### Your objective
All the entries that follow are to be returned exactly.

### Input
....

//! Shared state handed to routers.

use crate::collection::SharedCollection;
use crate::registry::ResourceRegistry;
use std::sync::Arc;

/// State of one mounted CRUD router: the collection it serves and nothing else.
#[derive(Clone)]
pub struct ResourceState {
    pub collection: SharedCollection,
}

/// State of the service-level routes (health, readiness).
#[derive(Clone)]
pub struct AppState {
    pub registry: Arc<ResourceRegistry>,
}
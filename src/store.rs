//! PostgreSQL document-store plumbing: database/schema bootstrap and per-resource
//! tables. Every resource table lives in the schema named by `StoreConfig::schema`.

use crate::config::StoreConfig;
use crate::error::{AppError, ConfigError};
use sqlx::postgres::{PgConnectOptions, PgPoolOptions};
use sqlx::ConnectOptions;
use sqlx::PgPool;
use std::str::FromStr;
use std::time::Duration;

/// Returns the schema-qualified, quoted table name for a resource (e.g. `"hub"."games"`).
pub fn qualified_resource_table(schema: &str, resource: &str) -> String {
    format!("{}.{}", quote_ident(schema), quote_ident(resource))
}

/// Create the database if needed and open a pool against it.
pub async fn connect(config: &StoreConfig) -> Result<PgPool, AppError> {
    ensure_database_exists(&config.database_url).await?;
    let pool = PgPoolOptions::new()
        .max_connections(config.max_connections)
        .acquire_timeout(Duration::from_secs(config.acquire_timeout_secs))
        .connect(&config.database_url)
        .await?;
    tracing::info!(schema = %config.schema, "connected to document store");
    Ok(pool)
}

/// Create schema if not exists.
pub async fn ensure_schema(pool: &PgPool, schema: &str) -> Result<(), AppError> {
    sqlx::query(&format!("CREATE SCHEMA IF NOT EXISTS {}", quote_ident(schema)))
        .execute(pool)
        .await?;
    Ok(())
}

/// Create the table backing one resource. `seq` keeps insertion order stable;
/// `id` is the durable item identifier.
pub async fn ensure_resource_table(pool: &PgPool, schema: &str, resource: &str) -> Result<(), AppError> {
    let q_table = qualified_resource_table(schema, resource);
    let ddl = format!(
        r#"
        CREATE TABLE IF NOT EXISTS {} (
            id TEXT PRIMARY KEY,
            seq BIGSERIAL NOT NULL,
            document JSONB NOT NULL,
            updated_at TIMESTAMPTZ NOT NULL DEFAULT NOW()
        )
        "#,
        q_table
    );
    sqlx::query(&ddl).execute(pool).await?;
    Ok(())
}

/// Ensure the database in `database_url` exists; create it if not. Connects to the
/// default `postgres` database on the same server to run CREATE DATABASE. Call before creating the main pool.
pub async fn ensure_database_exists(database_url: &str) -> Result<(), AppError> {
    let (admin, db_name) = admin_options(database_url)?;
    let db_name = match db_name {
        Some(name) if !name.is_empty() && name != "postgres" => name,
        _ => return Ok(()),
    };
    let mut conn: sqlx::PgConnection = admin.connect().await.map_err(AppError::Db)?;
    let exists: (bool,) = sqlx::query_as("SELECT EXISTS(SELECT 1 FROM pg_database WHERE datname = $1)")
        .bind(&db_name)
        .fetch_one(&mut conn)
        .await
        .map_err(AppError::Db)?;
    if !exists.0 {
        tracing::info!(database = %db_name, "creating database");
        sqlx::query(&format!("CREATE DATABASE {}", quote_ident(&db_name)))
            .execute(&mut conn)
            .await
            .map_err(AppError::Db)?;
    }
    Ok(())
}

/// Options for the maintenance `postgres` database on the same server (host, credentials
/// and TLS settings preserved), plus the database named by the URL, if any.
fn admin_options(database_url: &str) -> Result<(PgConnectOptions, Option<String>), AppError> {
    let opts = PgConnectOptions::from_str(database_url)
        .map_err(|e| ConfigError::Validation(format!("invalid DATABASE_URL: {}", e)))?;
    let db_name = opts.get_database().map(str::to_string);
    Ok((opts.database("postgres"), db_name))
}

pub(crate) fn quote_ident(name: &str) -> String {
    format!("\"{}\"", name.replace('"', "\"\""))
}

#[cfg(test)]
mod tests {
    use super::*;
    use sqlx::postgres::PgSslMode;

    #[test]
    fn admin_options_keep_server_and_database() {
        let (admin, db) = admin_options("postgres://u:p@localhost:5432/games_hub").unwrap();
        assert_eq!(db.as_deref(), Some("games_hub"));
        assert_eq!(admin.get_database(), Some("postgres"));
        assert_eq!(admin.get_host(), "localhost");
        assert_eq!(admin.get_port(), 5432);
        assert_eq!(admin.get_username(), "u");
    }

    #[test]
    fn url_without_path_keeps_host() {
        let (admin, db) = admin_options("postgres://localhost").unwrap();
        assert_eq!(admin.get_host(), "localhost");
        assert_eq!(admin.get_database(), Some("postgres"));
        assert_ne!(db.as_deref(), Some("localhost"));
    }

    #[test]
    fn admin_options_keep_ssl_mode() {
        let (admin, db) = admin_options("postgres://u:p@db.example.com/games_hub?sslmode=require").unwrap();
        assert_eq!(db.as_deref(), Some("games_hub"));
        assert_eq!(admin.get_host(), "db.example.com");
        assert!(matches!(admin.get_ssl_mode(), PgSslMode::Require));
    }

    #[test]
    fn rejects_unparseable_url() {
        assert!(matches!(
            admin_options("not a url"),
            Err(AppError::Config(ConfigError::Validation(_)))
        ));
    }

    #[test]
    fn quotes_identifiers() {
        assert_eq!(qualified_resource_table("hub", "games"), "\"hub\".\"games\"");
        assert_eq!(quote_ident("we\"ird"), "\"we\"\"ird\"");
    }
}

....

### Task solution
//! Shared state handed to routers.

use crate::collection::SharedCollection;
use crate::registry::ResourceRegistry;
use std::sync::Arc;

/// State of one mounted CRUD router: the collection it serves and nothing else.
#[derive(Clone)]
pub struct ResourceState {
    pub collection: SharedCollection,
}

/// State of the service-level routes (health, readiness).
#[derive(Clone)]
pub struct AppState {
    pub registry: Arc<ResourceRegistry>,
}
filename src/store.rs
//! PostgreSQL document-store plumbing: database/schema bootstrap and per-resource
//! tables. Every resource table lives in the schema named by `StoreConfig::schema`.

use crate::config::StoreConfig;
use crate::error::{AppError, ConfigError};
use sqlx::postgres::{PgConnectOptions, PgPoolOptions};
use sqlx::ConnectOptions;
use sqlx::PgPool;
use std::str::FromStr;
use std::time::Duration;

/// Returns the schema-qualified, quoted table name for a resource (e.g. `"hub"."games"`).
pub fn qualified_resource_table(schema: &str, resource: &str) -> String {
    format!("{}.{}", quote_ident(schema), quote_ident(resource))
}

/// Create the database if needed and open a pool against it.
pub async fn connect(config: &StoreConfig) -> Result<PgPool, AppError> {
    ensure_database_exists(&config.database_url).await?;
    let pool = PgPoolOptions::new()
        .max_connections(config.max_connections)
        .acquire_timeout(Duration::from_secs(config.acquire_timeout_secs))
        .connect(&config.database_url)
        .await?;
    tracing::info!(schema = %config.schema, "connected to document store");
    Ok(pool)
}

/// Create schema if not exists.
pub async fn ensure_schema(pool: &PgPool, schema: &str) -> Result<(), AppError> {
    sqlx::query(&format!("CREATE SCHEMA IF NOT EXISTS {}", quote_ident(schema)))
        .execute(pool)
        .await?;
    Ok(())
}

/// Create the table backing one resource. `seq` keeps insertion order stable;
/// `id` is the durable item identifier.
pub async fn ensure_resource_table(pool: &PgPool, schema: &str, resource: &str) -> Result<(), AppError> {
    let q_table = qualified_resource_table(schema, resource);
    let ddl = format!(
        r#"
        CREATE TABLE IF NOT EXISTS {} (
            id TEXT PRIMARY KEY,
            seq BIGSERIAL NOT NULL,
            document JSONB NOT NULL,
            updated_at TIMESTAMPTZ NOT NULL DEFAULT NOW()
        )
        "#,
        q_table
    );
    sqlx::query(&ddl).execute(pool).await?;
    Ok(())
}

/// Ensure the database in `database_url` exists; create it if not. Connects to the
/// default `postgres` database on the same server to run CREATE DATABASE. Call before creating the main pool.
pub async fn ensure_database_exists(database_url: &str) -> Result<(), AppError> {
    let (admin, db_name) = admin_options(database_url)?;
    let db_name = match db_name {
        Some(name) if !name.is_empty() && name != "postgres" => name,
        _ => return Ok(()),
    };
    let mut conn: sqlx::PgConnection = admin.connect().await.map_err(AppError::Db)?;
    let exists: (bool,) = sqlx::query_as("SELECT EXISTS(SELECT 1 FROM pg_database WHERE datname = $1)")
        .bind(&db_name)
        .fetch_one(&mut conn)
        .await
        .map_err(AppError::Db)?;
    if !exists.0 {
        tracing::info!(database = %db_name, "creating database");
        sqlx::query(&format!("CREATE DATABASE {}", quote_ident(&db_name)))
            .execute(&mut conn)
            .await
            .map_err(AppError::Db)?;
    }
    Ok(())
}

/// Options for the maintenance `postgres` database on the same server (host, credentials
/// and TLS settings preserved), plus the database named by the URL, if any.
fn admin_options(database_url: &str) -> Result<(PgConnectOptions, Option<String>), AppError> {
    let opts = PgConnectOptions::from_str(database_url)
        .map_err(|e| ConfigError::Validation(format!("invalid DATABASE_URL: {}", e)))?;
    let db_name = opts.get_database().map(str::to_string);
    Ok((opts.database("postgres"), db_name))
}

pub(crate) fn quote_ident(name: &str) -> String {
    format!("\"{}\"", name.replace('"', "\"\""))
}

#[cfg(test)]
mod tests {
    use super::*;
    use sqlx::postgres::PgSslMode;

    #[test]
    fn admin_options_keep_server_and_database() {
        let (admin, db) = admin_options("postgres://u:p@localhost:5432/games_hub").unwrap();
        assert_eq!(db.as_deref(), Some("games_hub"));
        assert_eq!(admin.get_database(), Some("postgres"));
        assert_eq!(admin.get_host(), "localhost");
        assert_eq!(admin.get_port(), 5432);
        assert_eq!(admin.get_username(), "u");
    }

    #[test]
    fn url_without_path_keeps_host() {
        let (admin, db) = admin_options("postgres://localhost").unwrap();
        assert_eq!(admin.get_host(), "localhost");
        assert_eq!(admin.get_database(), Some("postgres"));
        assert_ne!(db.as_deref(), Some("localhost"));
    }

    #[test]
    fn admin_options_keep_ssl_mode() {
        let (admin, db) = admin_options("postgres://u:p@db.example.com/games_hub?sslmode=require").unwrap();
        assert_eq!(db.as_deref(), Some("games_hub"));
        assert_eq!(admin.get_host(), "db.example.com");
        assert!(matches!(admin.get_ssl_mode(), PgSslMode::Require));
    }

    #[test]
    fn rejects_unparseable_url() {
        assert!(matches!(
            admin_options("not a url"),
            Err(AppError::Config(ConfigError::Validation(_)))
        ));
    }

    #[test]
    fn quotes_identifiers() {
        assert_eq!(qualified_resource_table("hub", "games"), "\"hub\".\"games\"");
        assert_eq!(quote_ident("we\"ird"), "\"we\"\"ird\"");
    }
}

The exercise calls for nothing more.